### HOW TO COMPLETE THIS TASK
Please write out each entry that follows, keeping it exactly the same.

++++++++++

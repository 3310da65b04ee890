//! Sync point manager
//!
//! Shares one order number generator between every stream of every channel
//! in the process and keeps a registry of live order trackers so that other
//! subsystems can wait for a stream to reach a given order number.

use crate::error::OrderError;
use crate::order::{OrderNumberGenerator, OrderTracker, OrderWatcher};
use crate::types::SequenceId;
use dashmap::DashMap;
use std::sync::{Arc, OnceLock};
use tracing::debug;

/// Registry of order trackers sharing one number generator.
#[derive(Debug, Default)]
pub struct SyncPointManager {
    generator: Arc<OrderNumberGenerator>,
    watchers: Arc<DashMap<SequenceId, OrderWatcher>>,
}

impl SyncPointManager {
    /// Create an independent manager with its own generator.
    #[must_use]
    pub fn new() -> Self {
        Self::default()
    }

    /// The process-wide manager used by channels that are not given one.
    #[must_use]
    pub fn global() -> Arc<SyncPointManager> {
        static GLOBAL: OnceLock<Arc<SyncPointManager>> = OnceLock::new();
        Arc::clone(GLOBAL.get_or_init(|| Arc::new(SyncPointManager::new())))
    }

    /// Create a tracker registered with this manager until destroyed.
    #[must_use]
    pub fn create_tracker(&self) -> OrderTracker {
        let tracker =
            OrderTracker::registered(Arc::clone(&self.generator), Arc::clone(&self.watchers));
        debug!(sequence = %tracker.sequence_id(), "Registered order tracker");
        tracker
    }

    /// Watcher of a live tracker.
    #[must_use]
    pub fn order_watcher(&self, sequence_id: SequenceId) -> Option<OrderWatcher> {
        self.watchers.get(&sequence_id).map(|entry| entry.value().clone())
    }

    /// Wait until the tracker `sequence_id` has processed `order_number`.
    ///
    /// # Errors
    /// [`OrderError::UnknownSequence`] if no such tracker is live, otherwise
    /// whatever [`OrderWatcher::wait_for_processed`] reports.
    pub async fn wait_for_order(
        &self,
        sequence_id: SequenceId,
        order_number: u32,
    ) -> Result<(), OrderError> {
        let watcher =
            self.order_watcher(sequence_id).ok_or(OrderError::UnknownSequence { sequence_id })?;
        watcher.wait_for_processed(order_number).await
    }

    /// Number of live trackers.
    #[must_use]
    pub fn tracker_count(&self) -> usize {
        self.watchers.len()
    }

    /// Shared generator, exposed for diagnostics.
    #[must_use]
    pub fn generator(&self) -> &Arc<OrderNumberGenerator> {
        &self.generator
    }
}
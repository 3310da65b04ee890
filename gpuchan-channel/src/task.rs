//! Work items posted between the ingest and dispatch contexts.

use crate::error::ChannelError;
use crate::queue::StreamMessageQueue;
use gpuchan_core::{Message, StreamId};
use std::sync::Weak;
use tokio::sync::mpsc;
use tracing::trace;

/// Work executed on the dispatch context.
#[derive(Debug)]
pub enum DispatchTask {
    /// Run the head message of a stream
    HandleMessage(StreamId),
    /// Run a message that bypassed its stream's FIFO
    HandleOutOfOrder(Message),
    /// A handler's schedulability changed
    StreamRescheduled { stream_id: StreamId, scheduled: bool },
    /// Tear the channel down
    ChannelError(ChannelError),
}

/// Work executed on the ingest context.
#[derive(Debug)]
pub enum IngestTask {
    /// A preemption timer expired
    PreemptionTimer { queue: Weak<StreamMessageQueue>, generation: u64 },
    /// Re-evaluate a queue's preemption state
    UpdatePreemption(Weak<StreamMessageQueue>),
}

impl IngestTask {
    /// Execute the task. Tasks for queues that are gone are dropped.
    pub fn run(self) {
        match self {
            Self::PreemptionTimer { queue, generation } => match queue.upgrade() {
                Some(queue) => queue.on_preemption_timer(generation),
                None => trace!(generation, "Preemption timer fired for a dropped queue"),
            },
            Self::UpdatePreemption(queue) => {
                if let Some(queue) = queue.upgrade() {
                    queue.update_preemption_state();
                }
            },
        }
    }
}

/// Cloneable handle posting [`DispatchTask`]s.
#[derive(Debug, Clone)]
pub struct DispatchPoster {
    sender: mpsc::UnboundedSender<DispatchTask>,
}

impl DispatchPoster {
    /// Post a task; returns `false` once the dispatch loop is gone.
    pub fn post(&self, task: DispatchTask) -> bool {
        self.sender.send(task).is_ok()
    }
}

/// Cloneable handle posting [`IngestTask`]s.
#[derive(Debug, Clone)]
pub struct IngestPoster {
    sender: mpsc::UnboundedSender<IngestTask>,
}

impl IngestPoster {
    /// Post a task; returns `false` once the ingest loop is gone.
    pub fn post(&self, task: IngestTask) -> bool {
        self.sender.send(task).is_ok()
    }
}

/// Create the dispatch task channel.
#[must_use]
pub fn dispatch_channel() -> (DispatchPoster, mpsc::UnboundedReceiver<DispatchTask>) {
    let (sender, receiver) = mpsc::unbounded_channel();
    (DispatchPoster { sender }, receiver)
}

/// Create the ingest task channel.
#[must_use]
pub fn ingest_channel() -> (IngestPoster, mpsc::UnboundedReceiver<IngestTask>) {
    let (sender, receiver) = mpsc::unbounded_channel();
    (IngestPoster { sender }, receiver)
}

++++++++++

### SOLUTION TO THE PROBLEM
repository 3310da65b04ee890
//! Sync point manager
//!
//! Shares one order number generator between every stream of every channel
//! in the process and keeps a registry of live order trackers so that other
//! subsystems can wait for a stream to reach a given order number.

use crate::error::OrderError;
use crate::order::{OrderNumberGenerator, OrderTracker, OrderWatcher};
use crate::types::SequenceId;
use dashmap::DashMap;
use std::sync::{Arc, OnceLock};
use tracing::debug;

/// Registry of order trackers sharing one number generator.
#[derive(Debug, Default)]
pub struct SyncPointManager {
    generator: Arc<OrderNumberGenerator>,
    watchers: Arc<DashMap<SequenceId, OrderWatcher>>,
}

impl SyncPointManager {
    /// Create an independent manager with its own generator.
    #[must_use]
    pub fn new() -> Self {
        Self::default()
    }

    /// The process-wide manager used by channels that are not given one.
    #[must_use]
    pub fn global() -> Arc<SyncPointManager> {
        static GLOBAL: OnceLock<Arc<SyncPointManager>> = OnceLock::new();
        Arc::clone(GLOBAL.get_or_init(|| Arc::new(SyncPointManager::new())))
    }

    /// Create a tracker registered with this manager until destroyed.
    #[must_use]
    pub fn create_tracker(&self) -> OrderTracker {
        let tracker =
            OrderTracker::registered(Arc::clone(&self.generator), Arc::clone(&self.watchers));
        debug!(sequence = %tracker.sequence_id(), "Registered order tracker");
        tracker
    }

    /// Watcher of a live tracker.
    #[must_use]
    pub fn order_watcher(&self, sequence_id: SequenceId) -> Option<OrderWatcher> {
        self.watchers.get(&sequence_id).map(|entry| entry.value().clone())
    }

    /// Wait until the tracker `sequence_id` has processed `order_number`.
    ///
    /// # Errors
    /// [`OrderError::UnknownSequence`] if no such tracker is live, otherwise
    /// whatever [`OrderWatcher::wait_for_processed`] reports.
    pub async fn wait_for_order(
        &self,
        sequence_id: SequenceId,
        order_number: u32,
    ) -> Result<(), OrderError> {
        let watcher =
            self.order_watcher(sequence_id).ok_or(OrderError::UnknownSequence { sequence_id })?;
        watcher.wait_for_processed(order_number).await
    }

    /// Number of live trackers.
    #[must_use]
    pub fn tracker_count(&self) -> usize {
        self.watchers.len()
    }

    /// Shared generator, exposed for diagnostics.
    #[must_use]
    pub fn generator(&self) -> &Arc<OrderNumberGenerator> {
        &self.generator
    }
}
repository 3310da65b04ee890
filename gpuchan-channel/src/task.rs
//! Work items posted between the ingest and dispatch contexts.

use crate::error::ChannelError;
use crate::queue::StreamMessageQueue;
use gpuchan_core::{Message, StreamId};
use std::sync::Weak;
use tokio::sync::mpsc;
use tracing::trace;

/// Work executed on the dispatch context.
#[derive(Debug)]
pub enum DispatchTask {
    /// Run the head message of a stream
    HandleMessage(StreamId),
    /// Run a message that bypassed its stream's FIFO
    HandleOutOfOrder(Message),
    /// A handler's schedulability changed
    StreamRescheduled { stream_id: StreamId, scheduled: bool },
    /// Tear the channel down
    ChannelError(ChannelError),
}

/// Work executed on the ingest context.
#[derive(Debug)]
pub enum IngestTask {
    /// A preemption timer expired
    PreemptionTimer { queue: Weak<StreamMessageQueue>, generation: u64 },
    /// Re-evaluate a queue's preemption state
    UpdatePreemption(Weak<StreamMessageQueue>),
}

impl IngestTask {
    /// Execute the task. Tasks for queues that are gone are dropped.
    pub fn run(self) {
        match self {
            Self::PreemptionTimer { queue, generation } => match queue.upgrade() {
                Some(queue) => queue.on_preemption_timer(generation),
                None => trace!(generation, "Preemption timer fired for a dropped queue"),
            },
            Self::UpdatePreemption(queue) => {
                if let Some(queue) = queue.upgrade() {
                    queue.update_preemption_state();
                }
            },
        }
    }
}

/// Cloneable handle posting [`DispatchTask`]s.
#[derive(Debug, Clone)]
pub struct DispatchPoster {
    sender: mpsc::UnboundedSender<DispatchTask>,
}

impl DispatchPoster {
    /// Post a task; returns `false` once the dispatch loop is gone.
    pub fn post(&self, task: DispatchTask) -> bool {
        self.sender.send(task).is_ok()
    }
}

/// Cloneable handle posting [`IngestTask`]s.
#[derive(Debug, Clone)]
pub struct IngestPoster {
    sender: mpsc::UnboundedSender<IngestTask>,
}

impl IngestPoster {
    /// Post a task; returns `false` once the ingest loop is gone.
    pub fn post(&self, task: IngestTask) -> bool {
        self.sender.send(task).is_ok()
    }
}

/// Create the dispatch task channel.
#[must_use]
pub fn dispatch_channel() -> (DispatchPoster, mpsc::UnboundedReceiver<DispatchTask>) {
    let (sender, receiver) = mpsc::unbounded_channel();
    (DispatchPoster { sender }, receiver)
}

/// Create the ingest task channel.
#[must_use]
pub fn ingest_channel() -> (IngestPoster, mpsc::UnboundedReceiver<IngestTask>) {
    let (sender, receiver) = mpsc::unbounded_channel();
    (IngestPoster { sender }, receiver)
}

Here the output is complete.